Gli spazi devono essere progettati per ospitare questi rituali: sale polifunzionali, aree per eventi, cucine condivise. Non più solo postazioni di lavoro, ma palcoscenici per la vita sociale dell’organizzazione.
4. Flessibilità e Controllo Individuale
Permettere ai dipendenti di personalizzare il proprio spazio di lavoro può portare a un aumento del senso di controllo e proprietà, impattando positivamente sulla loro soddisfazione e benessere emotivo. Gli spazi rigidi e standardizzati generano alienazione; quelli che offrono scelta e adattabilità creano engagement.
Conclusione: Architettare l’Esperienza, Non Solo i Metri Quadri
Il passaggio dall’ufficio come obbligo all’ufficio come scelta non è una moda passeggera, ma una trasformazione strutturale del significato del lavoro. Come il bar italiano è un terzo luogo dove si sceglie di andare per il piacere dell’incontro, così l’ufficio del futuro deve diventare una destinazione desiderabile.

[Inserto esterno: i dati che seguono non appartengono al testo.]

//
//  cms-client
//  cli/mod.rs
//
//  Created by Ngonidzashe Mangudya on 2026/01/12.
//  Copyright (c) 2025 IAMNGONI. All rights reserved.
//

//! CLI command definitions using clap derive macros

mod asset;
mod collection;
mod config;
mod entry;
mod project;

pub use asset::AssetCommand;
pub use collection::CollectionCommand;
pub use config::ConfigCommand;
pub use entry::EntryCommand;
pub use project::ProjectCommand;

use std::path::PathBuf;

use anyhow::Result;
use clap::{Parser, Subcommand};

use crate::api::common::Paginated;
use crate::api::CmsClient;
use crate::config::{ClientConfig, Config, ProfileConfig};
use crate::output::{OutputFormat, OutputWriter};

/// CMS CLI - Work with content from the command line
#[derive(Parser, Debug)]
#[command(
    name = "cms",
    version,
    about = "Work with a headless CMS from the command line",
    long_about = "cms is a client for the content-management REST API.\n\n\
                  It reads projects and collections, and manages entries and assets.",
    propagate_version = true,
    after_help = "Use 'cms <command> --help' for more information about a command."
)]
pub struct Cli {
    #[command(subcommand)]
    pub command: Commands,

    #[command(flatten)]
    pub global: GlobalOptions,
}

/// Global options available to all commands
#[derive(Parser, Debug, Clone, Default)]
pub struct GlobalOptions {
    /// API base URL, e.g. https://cms.example.com/api
    #[arg(long, global = true, env = "CMS_BASE_PATH")]
    pub base_path: Option<String>,

    /// Project identifier sent with every request
    #[arg(long, short = 'p', global = true, env = "CMS_PROJECT_ID")]
    pub project_id: Option<String>,

    /// API token
    #[arg(long, global = true, env = "CMS_TOKEN", hide_env_values = true)]
    pub token: Option<String>,

    /// Request timeout in milliseconds
    #[arg(long, global = true, env = "CMS_TIMEOUT_MS")]
    pub timeout_ms: Option<u64>,

    /// Configuration profile to use
    #[arg(long, global = true, env = "CMS_PROFILE")]
    pub profile: Option<String>,

    /// Path of the configuration file
    #[arg(long, global = true, env = "CMS_CONFIG")]
    pub config: Option<PathBuf>,

    /// Output format as JSON
    #[arg(long, global = true)]
    pub json: bool,
}

/// Top-level commands
#[derive(Subcommand, Debug)]
pub enum Commands {
    /// View the project
    #[command(visible_alias = "proj")]
    Project(ProjectCommand),

    /// View collections
    #[command(visible_alias = "col")]
    Collection(CollectionCommand),

    /// Manage entries
    Entry(EntryCommand),

    /// Manage assets
    Asset(AssetCommand),

    /// Manage CLI configuration
    Config(ConfigCommand),

    /// Print version information
    Version,
}

impl GlobalOptions {
    pub fn output_format(&self) -> OutputFormat {
        OutputFormat::from_json_flag(self.json)
    }

    pub fn writer(&self) -> OutputWriter {
        OutputWriter::new(self.output_format())
    }

    /// Settings given as flags or environment variables.
    pub fn overrides(&self) -> ProfileConfig {
        ProfileConfig {
            base_path: self.base_path.clone(),
            project_id: self.project_id.clone(),
            token: self.token.clone(),
            timeout_ms: self.timeout_ms,
        }
    }

    pub fn config_path(&self) -> Result<PathBuf> {
        match &self.config {
            Some(path) => Ok(path.clone()),
            None => Config::config_path(),
        }
    }

    pub fn load_config(&self) -> Result<Config> {
        Config::load_from(&self.config_path()?)
    }

    /// Resolves the client configuration: flags and environment over the
    /// selected profile.
    pub fn client_config(&self) -> Result<ClientConfig> {
        let config = self.load_config()?;
        let profile = config.resolve_profile(self.profile.as_deref())?;
        let resolved = profile.overlay(&self.overrides());
        tracing::debug!(
            "Resolved profile '{}' (base_path: {:?})",
            config.profile_name(self.profile.as_deref()),
            resolved.base_path
        );
        Ok(resolved.to_client_config())
    }

    pub fn client(&self) -> Result<CmsClient> {
        Ok(CmsClient::new(self.client_config()?)?)
    }
}

/// Prints the page position under a list table.
pub(crate) fn print_page_footer<T>(page: &Paginated<T>, global: &GlobalOptions) {
    if global.json || page.data.is_empty() {
        return;
    }
    let position = page.meta.as_ref().and_then(|m| m.current_page.zip(m.last_page));
    match (position, page.total()) {
        (Some((current, last)), Some(total)) => {
            println!("Page {} of {} ({} total)", current, last, total)
        }
        (Some((current, last)), None) => println!("Page {} of {}", current, last),
        (None, Some(total)) => println!("Showing {} of {}", page.data.len(), total),
        (None, None) => println!("Showing {} item(s)", page.data.len()),
    }
    if let Some(next) = page.next_page() {
        println!("Use --page {} for more.", next);
    }
}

Questo richiede un cambio di paradigma nella progettazione: non più ottimizzare i metri quadri per la produttività, ma architettare esperienze che generino magnetismo sociale. Spazi che ospitino rituali condivisi, che rispettino la scala umana, che offrano varietà per personalità diverse, che integrino natura e comfort psicologico.
Come evidenzia il report JLL, il design nel 2025 si concentrerà su come il real estate può supportare i bisogni sociali fondamentali e il benessere sociale delle persone. Non si tratta di riportare le persone in ufficio con mandati dall’alto, ma di creare luoghi che le persone non vedano l’ora di frequentare.
La sfida per i progettisti è chiara: trasformare secondi luoghi obbligatori in terzi luoghi desiderabili. E in questa trasformazione si gioca il futuro del workplace design.